[Saved entries]
--*--

#[cfg(test)]
mod tests {
    use super::*;
    use crate::test_support::{wait_for, write_extension, TestHub};
    use hearth_core::ExtensionPatch;

    async fn wait_phase(hub: &TestHub, phase: RestartPhase) -> bool {
        wait_for(|| async {
            hub.state
                .restart()
                .current()
                .is_some_and(|job| job.phase == phase)
        })
        .await
    }

    #[tokio::test]
    async fn restart_applies_queue_and_completes() {
        let hub = TestHub::new();
        write_extension(&hub.sources_dir(), "chef", true, &["api"]);
        hub.state
            .store()
            .patch_extension(
                hub.state.queue(),
                &[],
                "chef",
                Some(ExtensionPatch {
                    source: Some("local".into()),
                    ..Default::default()
                }),
            )
            .unwrap();

        let job = hub.state.restart().begin().unwrap();
        assert_eq!(job.phase, RestartPhase::StoppingServices);
        assert!(matches!(
            hub.state.restart().begin(),
            Err(RestartError::InProgress)
        ));

        assert!(wait_phase(&hub, RestartPhase::Completed).await);
        let job = hub.state.restart().current().unwrap();
        assert!(job.apply.as_ref().is_some_and(|r| r.ok));
        assert_eq!(job.enabled_services, 2);
        assert_eq!(job.running_services, 2);
        assert!(hub.state.queue().load().unwrap().is_none());
        let applied = hub.state.store().load().unwrap();
        assert_eq!(applied.port_assignments.extensions["chef"], 5200);
        assert_eq!(applied.port_assignments.services["chef.api"], 5300);

        // A finished job does not block the next one.
        assert!(hub.state.restart().begin().is_ok());
    }

    #[tokio::test]
    async fn timeout_offers_choices_and_keep_waiting_recovers() {
        let hub = TestHub::with_restart_timeout(Duration::from_millis(100));
        write_extension(&hub.extensions_dir(), "chef", false, &["api"]);
        let mut cfg = hearth_core::MasterConfig::default();
        cfg.extensions
            .insert("chef".into(), hearth_core::ExtensionEntry::new("local"));
        hub.state.store().save(&cfg).unwrap();
        hub.adapter.set_healthy(false);

        hub.state.restart().begin().unwrap();
        assert!(wait_phase(&hub, RestartPhase::TimedOut).await);
        let job = hub.state.restart().current().unwrap();
        assert_eq!(
            job.choices,
            vec![RestartChoice::KeepWaiting, RestartChoice::ForceReload]
        );

        hub.adapter.set_healthy(true);
        hub.state
            .restart()
            .choose(RestartChoice::KeepWaiting)
            .unwrap();
        assert!(wait_phase(&hub, RestartPhase::Completed).await);
    }

    #[tokio::test]
    async fn force_reload_ends_the_job() {
        let hub = TestHub::with_restart_timeout(Duration::from_millis(50));
        write_extension(&hub.extensions_dir(), "chef", false, &["api"]);
        let mut cfg = hearth_core::MasterConfig::default();
        cfg.extensions
            .insert("chef".into(), hearth_core::ExtensionEntry::new("local"));
        hub.state.store().save(&cfg).unwrap();
        hub.adapter.set_healthy(false);

        hub.state.restart().begin().unwrap();
        assert!(wait_phase(&hub, RestartPhase::TimedOut).await);
        hub.state
            .restart()
            .choose(RestartChoice::ForceReload)
            .unwrap();
        assert!(wait_phase(&hub, RestartPhase::Forced).await);
        assert!(matches!(
            hub.state.restart().choose(RestartChoice::ForceReload),
            Err(RestartError::NotWaiting)
        ));
    }
}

--*--

▸ **PROBLEM DESCRIPTION**
Your task is to retype the data exactly, with no line missing.

▸ **OUTPUT OF THE EXERCISE**
#[cfg(test)]
mod tests {
    use super::*;
    use crate::test_support::{wait_for, write_extension, TestHub};
    use hearth_core::ExtensionPatch;

    async fn wait_phase(hub: &TestHub, phase: RestartPhase) -> bool {
        wait_for(|| async {
            hub.state
                .restart()
                .current()
                .is_some_and(|job| job.phase == phase)
        })
        .await
    }

    #[tokio::test]
    async fn restart_applies_queue_and_completes() {
        let hub = TestHub::new();
        write_extension(&hub.sources_dir(), "chef", true, &["api"]);
        hub.state
            .store()
            .patch_extension(
                hub.state.queue(),
                &[],
                "chef",
                Some(ExtensionPatch {
                    source: Some("local".into()),
                    ..Default::default()
                }),
            )
            .unwrap();

        let job = hub.state.restart().begin().unwrap();
        assert_eq!(job.phase, RestartPhase::StoppingServices);
        assert!(matches!(
            hub.state.restart().begin(),
            Err(RestartError::InProgress)
        ));

        assert!(wait_phase(&hub, RestartPhase::Completed).await);
        let job = hub.state.restart().current().unwrap();
        assert!(job.apply.as_ref().is_some_and(|r| r.ok));
        assert_eq!(job.enabled_services, 2);
        assert_eq!(job.running_services, 2);
        assert!(hub.state.queue().load().unwrap().is_none());
        let applied = hub.state.store().load().unwrap();
        assert_eq!(applied.port_assignments.extensions["chef"], 5200);
        assert_eq!(applied.port_assignments.services["chef.api"], 5300);

        // A finished job does not block the next one.
        assert!(hub.state.restart().begin().is_ok());
    }

    #[tokio::test]
    async fn timeout_offers_choices_and_keep_waiting_recovers() {
        let hub = TestHub::with_restart_timeout(Duration::from_millis(100));
        write_extension(&hub.extensions_dir(), "chef", false, &["api"]);
        let mut cfg = hearth_core::MasterConfig::default();
        cfg.extensions
            .insert("chef".into(), hearth_core::ExtensionEntry::new("local"));
        hub.state.store().save(&cfg).unwrap();
        hub.adapter.set_healthy(false);

        hub.state.restart().begin().unwrap();
        assert!(wait_phase(&hub, RestartPhase::TimedOut).await);
        let job = hub.state.restart().current().unwrap();
        assert_eq!(
            job.choices,
            vec![RestartChoice::KeepWaiting, RestartChoice::ForceReload]
        );

        hub.adapter.set_healthy(true);
        hub.state
            .restart()
            .choose(RestartChoice::KeepWaiting)
            .unwrap();
        assert!(wait_phase(&hub, RestartPhase::Completed).await);
    }

    #[tokio::test]
    async fn force_reload_ends_the_job() {
        let hub = TestHub::with_restart_timeout(Duration::from_millis(50));
        write_extension(&hub.extensions_dir(), "chef", false, &["api"]);
        let mut cfg = hearth_core::MasterConfig::default();
        cfg.extensions
            .insert("chef".into(), hearth_core::ExtensionEntry::new("local"));
        hub.state.store().save(&cfg).unwrap();
        hub.adapter.set_healthy(false);

        hub.state.restart().begin().unwrap();
        assert!(wait_phase(&hub, RestartPhase::TimedOut).await);
        hub.state
            .restart()
            .choose(RestartChoice::ForceReload)
            .unwrap();
        assert!(wait_phase(&hub, RestartPhase::Forced).await);
        assert!(matches!(
            hub.state.restart().choose(RestartChoice::ForceReload),
            Err(RestartError::NotWaiting)
        ));
    }
}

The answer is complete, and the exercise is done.